Where the records below show a line containing "pub fn new(db: DatabaseConnection)", start copying; end with the line containing "const DEFAULT_LOG_FILTER: &str", and copy it too.

----------

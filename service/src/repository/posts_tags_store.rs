use async_trait::async_trait;
use entity::{posts_tags, tag};
use sea_orm::{ColumnTrait, ConnectionTrait, EntityTrait, IntoActiveModel, QueryFilter};

use super::{PostsTagsRepository, is_unique_violation};
use crate::{Error, ResultExt};

#[derive(Debug)]
pub struct PostsTagsStore<'a, C> {
    db: &'a C,
}

impl<'a, C: ConnectionTrait> PostsTagsStore<'a, C> {
    pub fn new(db: &'a C) -> Self {
        Self { db }
    }
}

#[async_trait]
impl<C: ConnectionTrait> PostsTagsRepository for PostsTagsStore<'_, C> {
    async fn find_by_post_id_and_tag_name(
        &self,
        post_id: &str,
        tag_name: &str,
    ) -> Result<posts_tags::Model, Error> {
        posts_tags::Entity::find()
            .inner_join(tag::Entity)
            .filter(posts_tags::Column::PostId.eq(post_id))
            .filter(tag::Column::Name.eq(tag_name))
            .one(self.db)
            .await
            .with_context(|| "find posts_tags")?
            .ok_or_else(|| Error::PostsTagsNotFound.context("find posts_tags"))
    }

    async fn store(&self, posts_tags: &[posts_tags::Model]) -> Result<(), Error> {
        if posts_tags.is_empty() {
            return Ok(());
        }
        let models = posts_tags
            .iter()
            .cloned()
            .map(IntoActiveModel::into_active_model);
        match posts_tags::Entity::insert_many(models)
            .exec_without_returning(self.db)
            .await
        {
            Ok(_) => Ok(()),
            Err(err) if is_unique_violation(&err) => {
                Err(Error::PostsTagsAlreadyExisted.context("create posts_tags"))
            }
            Err(err) => Err(Error::from(err).context("create posts_tags")),
        }
    }

    async fn delete_by_post_id(&self, post_id: &str) -> Result<u64, Error> {
        let res = posts_tags::Entity::delete_many()
            .filter(posts_tags::Column::PostId.eq(post_id))
            .exec(self.db)
            .await
            .with_context(|| "delete posts_tags")?;
        Ok(res.rows_affected)
    }

    async fn delete_by_tag_id(&self, tag_id: &str) -> Result<u64, Error> {
        let res = posts_tags::Entity::delete_many()
            .filter(posts_tags::Column::TagId.eq(tag_id))
            .exec(self.db)
            .await
            .with_context(|| "delete posts_tags")?;
        Ok(res.rows_affected)
    }

    async fn delete(&self, id: &str) -> Result<(), Error> {
        let res = posts_tags::Entity::delete_by_id(id.to_owned())
            .exec(self.db)
            .await
            .with_context(|| "delete posts_tags")?;
        if res.rows_affected == 0 {
            return Err(Error::PostsTagsNotFound.context("delete posts_tags"));
        }
        Ok(())
    }
}
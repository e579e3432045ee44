use axum::Json;
use axum::extract::rejection::{JsonRejection, QueryRejection};
use axum::http::StatusCode;
use axum::response::{IntoResponse, Response};
use blog_server_service::Error;
use serde_json::json;
use thiserror::Error;

const INTERNAL_SERVER_ERROR: &str = "internal server error";

/// Failure of a handler, rendered as `{"error": "..."}`.
#[derive(Error, Debug)]
pub enum ApiError {
    #[error("{0}")]
    BadRequest(String),

    #[error(transparent)]
    Service(#[from] Error),
}

impl From<JsonRejection> for ApiError {
    fn from(rejection: JsonRejection) -> Self {
        ApiError::BadRequest(rejection.body_text())
    }
}

impl From<QueryRejection> for ApiError {
    fn from(rejection: QueryRejection) -> Self {
        ApiError::BadRequest(rejection.body_text())
    }
}

impl ApiError {
    fn status(&self) -> StatusCode {
        match self {
            ApiError::BadRequest(_) => StatusCode::BAD_REQUEST,
            ApiError::Service(err) if err.is_not_found() => StatusCode::NOT_FOUND,
            ApiError::Service(err) if err.is_already_existed() => StatusCode::BAD_REQUEST,
            ApiError::Service(_) => StatusCode::INTERNAL_SERVER_ERROR,
        }
    }
}

impl IntoResponse for ApiError {
    fn into_response(self) -> Response {
        let status = self.status();
        let message = match &self {
            ApiError::BadRequest(message) => {
                tracing::debug!(%message, "bad request");
                message.clone()
            }
            ApiError::Service(err) if status.is_client_error() => {
                tracing::debug!(error = %err, "request rejected");
                err.root().to_string()
            }
            ApiError::Service(err) => {
                tracing::error!(error = %err, "request failed");
                INTERNAL_SERVER_ERROR.to_owned()
            }
        };
        (status, Json(json!({ "error": message }))).into_response()
    }
}
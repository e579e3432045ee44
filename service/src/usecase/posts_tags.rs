use sea_orm::DatabaseConnection;

use crate::repository::{PostsTagsRepository, PostsTagsStore};
use crate::{Error, ResultExt};

#[derive(Debug, Clone)]
pub struct PostsTagsUseCase {
    db: DatabaseConnection,
}

impl PostsTagsUseCase {
    pub fn new(db: DatabaseConnection) -> Self {
        Self { db }
    }

    pub async fn delete_posts_tags(&self, id: &str) -> Result<(), Error> {
        PostsTagsStore::new(&self.db)
            .delete(id)
            .await
            .with_context(|| format!("delete posts_tags id={id}"))
    }
}
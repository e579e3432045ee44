use std::env;
use std::str::FromStr;

use thiserror::Error;

const DEFAULT_HOST: &str = "0.0.0.0";
const DEFAULT_PORT: u16 = 8080;
const DEFAULT_MAX_CONNECTIONS: u32 = 100;
const DEFAULT_THUMBNAIL_URL: &str = "/img/default-thumbnail.png";
const DEFAULT_LOG_FILTER: &str = "info";

#[derive(Error, Debug, PartialEq, Eq)]
pub enum ConfigError {
    #[error("{0} is not set")]
    Missing(&'static str),

    #[error("{key} has an invalid value: {value:?}")]
    Invalid { key: &'static str, value: String },
}

/// Server settings, read once at start-up and passed down explicitly.
#[derive(Debug, Clone, PartialEq, Eq)]
pub struct Config {
    pub database_url: String,
    pub host: String,
    pub port: u16,
    pub max_connections: u32,
    pub default_thumbnail_url: String,
    pub log_filter: String,
}

impl Config {
    /// Read the process environment. Call `dotenvy::dotenv()` first to pick
    /// up a `.env` file.
    pub fn from_env() -> Result<Self, ConfigError> {
        Self::from_lookup(|key| env::var(key).ok())
    }

    fn from_lookup(lookup: impl Fn(&str) -> Option<String>) -> Result<Self, ConfigError> {
        let database_url = lookup("DATABASE_URL").ok_or(ConfigError::Missing("DATABASE_URL"))?;
        Ok(Self {
            database_url,
            host: lookup("HOST").unwrap_or_else(|| DEFAULT_HOST.to_owned()),
            port: parse(&lookup, "PORT", DEFAULT_PORT)?,
            max_connections: parse(&lookup, "MAX_CONNECTIONS", DEFAULT_MAX_CONNECTIONS)?,
            default_thumbnail_url: lookup("DEFAULT_THUMBNAIL_URL")
                .unwrap_or_else(|| DEFAULT_THUMBNAIL_URL.to_owned()),
            log_filter: lookup("RUST_LOG").unwrap_or_else(|| DEFAULT_LOG_FILTER.to_owned()),
        })
    }

    pub fn server_url(&self) -> String {
        format!("{}:{}", self.host, self.port)
    }
}

fn parse<T: FromStr>(
    lookup: &impl Fn(&str) -> Option<String>,
    key: &'static str,
    default: T,
) -> Result<T, ConfigError> {
    match lookup(key) {
        None => Ok(default),
        Some(value) => value
            .parse()
            .map_err(|_| ConfigError::Invalid { key, value }),
    }
}
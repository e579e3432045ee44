use std::collections::HashMap;
use std::sync::{Arc, Mutex, Weak};

use tokio::sync::{Mutex as AsyncMutex, OwnedMutexGuard};

/// Per-post mutual exclusion for tag reconciliation.
///
/// Two reconciliations of the same post interleave their delete and insert
/// steps; holding the guard returned by [`PostLocks::lock`] across the whole
/// update keeps them apart. Different posts never contend. Entries are held
/// weakly and pruned once no guard for that post is alive.
#[derive(Debug, Clone, Default)]
pub struct PostLocks {
    inner: Arc<Mutex<HashMap<String, Weak<AsyncMutex<()>>>>>,
}

impl PostLocks {
    pub fn new() -> Self {
        Self::default()
    }

    pub async fn lock(&self, post_id: &str) -> OwnedMutexGuard<()> {
        let mutex = {
            let mut map = self.inner.lock().unwrap_or_else(|e| e.into_inner());
            map.retain(|_, weak| weak.strong_count() > 0);
            match map.get(post_id).and_then(Weak::upgrade) {
                Some(mutex) => mutex,
                None => {
                    let mutex = Arc::new(AsyncMutex::new(()));
                    map.insert(post_id.to_owned(), Arc::downgrade(&mutex));
                    mutex
                }
            }
        };
        mutex.lock_owned().await
    }

    #[cfg(test)]
    fn len(&self) -> usize {
        let map = self.inner.lock().unwrap_or_else(|e| e.into_inner());
        map.values().filter(|weak| weak.strong_count() > 0).count()
    }
}
use sea_orm::entity::prelude::*;
use serde::{Deserialize, Serialize};

#[derive(Clone, Debug, PartialEq, Eq, DeriveEntityModel, Deserialize, Serialize)]
#[serde(rename_all = "camelCase")]
#[sea_orm(table_name = "tags")]
pub struct Model {
    #[sea_orm(primary_key, auto_increment = false)]
    pub id: String,
    #[sea_orm(unique)]
    pub name: String,
    pub created_at: DateTimeUtc,
    pub updated_at: DateTimeUtc,
}

#[derive(Copy, Clone, Debug, EnumIter, DeriveRelation)]
pub enum Relation {
    #[sea_orm(has_many = "super::posts_tags::Entity")]
    PostsTags,
}

impl Related<super::posts_tags::Entity> for Entity {
    fn to() -> RelationDef {
        Relation::PostsTags.def()
    }
}

impl Related<super::post::Entity> for Entity {
    fn to() -> RelationDef {
        super::posts_tags::Relation::Post.def()
    }

    fn via() -> Option<RelationDef> {
        Some(super::posts_tags::Relation::Tag.def().rev())
    }
}

impl ActiveModelBehavior for ActiveModel {}
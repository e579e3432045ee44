pub use super::post::Entity as Post;
pub use super::posts_tags::Entity as PostsTags;
pub use super::tag::Entity as Tag;
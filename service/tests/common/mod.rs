#![allow(dead_code)]

use blog_server_service::repository::{
    PostRepository, PostStore, TagRepository, TagStore, new_post, new_tag,
};
use blog_server_service::sea_orm::{Database, DatabaseConnection};
use chrono::{DateTime, Duration, TimeZone, Utc};
use entity::{post, tag};
use migration::{Migrator, MigratorTrait};

pub async fn setup() -> DatabaseConnection {
    let db = Database::connect("sqlite::memory:").await.unwrap();
    Migrator::up(&db, None).await.unwrap();
    db
}

/// 2021-01-22T00:00:00Z shifted by `minutes`.
pub fn at(minutes: i64) -> DateTime<Utc> {
    Utc.with_ymd_and_hms(2021, 1, 22, 0, 0, 0).unwrap() + Duration::minutes(minutes)
}

pub async fn seed_post(db: &DatabaseConnection, title: &str, permalink: Option<&str>) -> post::Model {
    seed_post_at(db, title, permalink, at(0)).await
}

pub async fn seed_post_at(
    db: &DatabaseConnection,
    title: &str,
    permalink: Option<&str>,
    created_at: DateTime<Utc>,
) -> post::Model {
    let mut post = new_post("https://example.com/thumbnail.png", created_at);
    post.title = title.to_owned();
    post.permalink = permalink.map(str::to_owned);
    post.is_draft = permalink.is_none();
    PostStore::new(db).create(&post).await.unwrap();
    post
}

pub async fn seed_tag(db: &DatabaseConnection, name: &str) -> tag::Model {
    let tag = new_tag(name, Utc::now());
    TagStore::new(db).store(&tag).await.unwrap();
    tag
}

pub async fn tag_count(db: &DatabaseConnection) -> u64 {
    TagStore::new(db).count(&Default::default()).await.unwrap()
}

pub async fn linked_tag_names(db: &DatabaseConnection, post_id: &str) -> Vec<String> {
    TagStore::new(db)
        .find_by_post_id(post_id)
        .await
        .unwrap()
        .into_iter()
        .map(|tag| tag.name)
        .collect()
}

pub fn names(names: &[&str]) -> Vec<String> {
    names.iter().map(|name| (*name).to_owned()).collect()
}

----------

## Completed exercise
    pub fn new(db: DatabaseConnection) -> Self {
        Self { db }
    }

    pub async fn delete_posts_tags(&self, id: &str) -> Result<(), Error> {
        PostsTagsStore::new(&self.db)
            .delete(id)
            .await
            .with_context(|| format!("delete posts_tags id={id}"))
    }
}
repository e579e3432045ee44
use std::env;
use std::str::FromStr;

use thiserror::Error;

const DEFAULT_HOST: &str = "0.0.0.0";
const DEFAULT_PORT: u16 = 8080;
const DEFAULT_MAX_CONNECTIONS: u32 = 100;
const DEFAULT_THUMBNAIL_URL: &str = "/img/default-thumbnail.png";
const DEFAULT_LOG_FILTER: &str = "info";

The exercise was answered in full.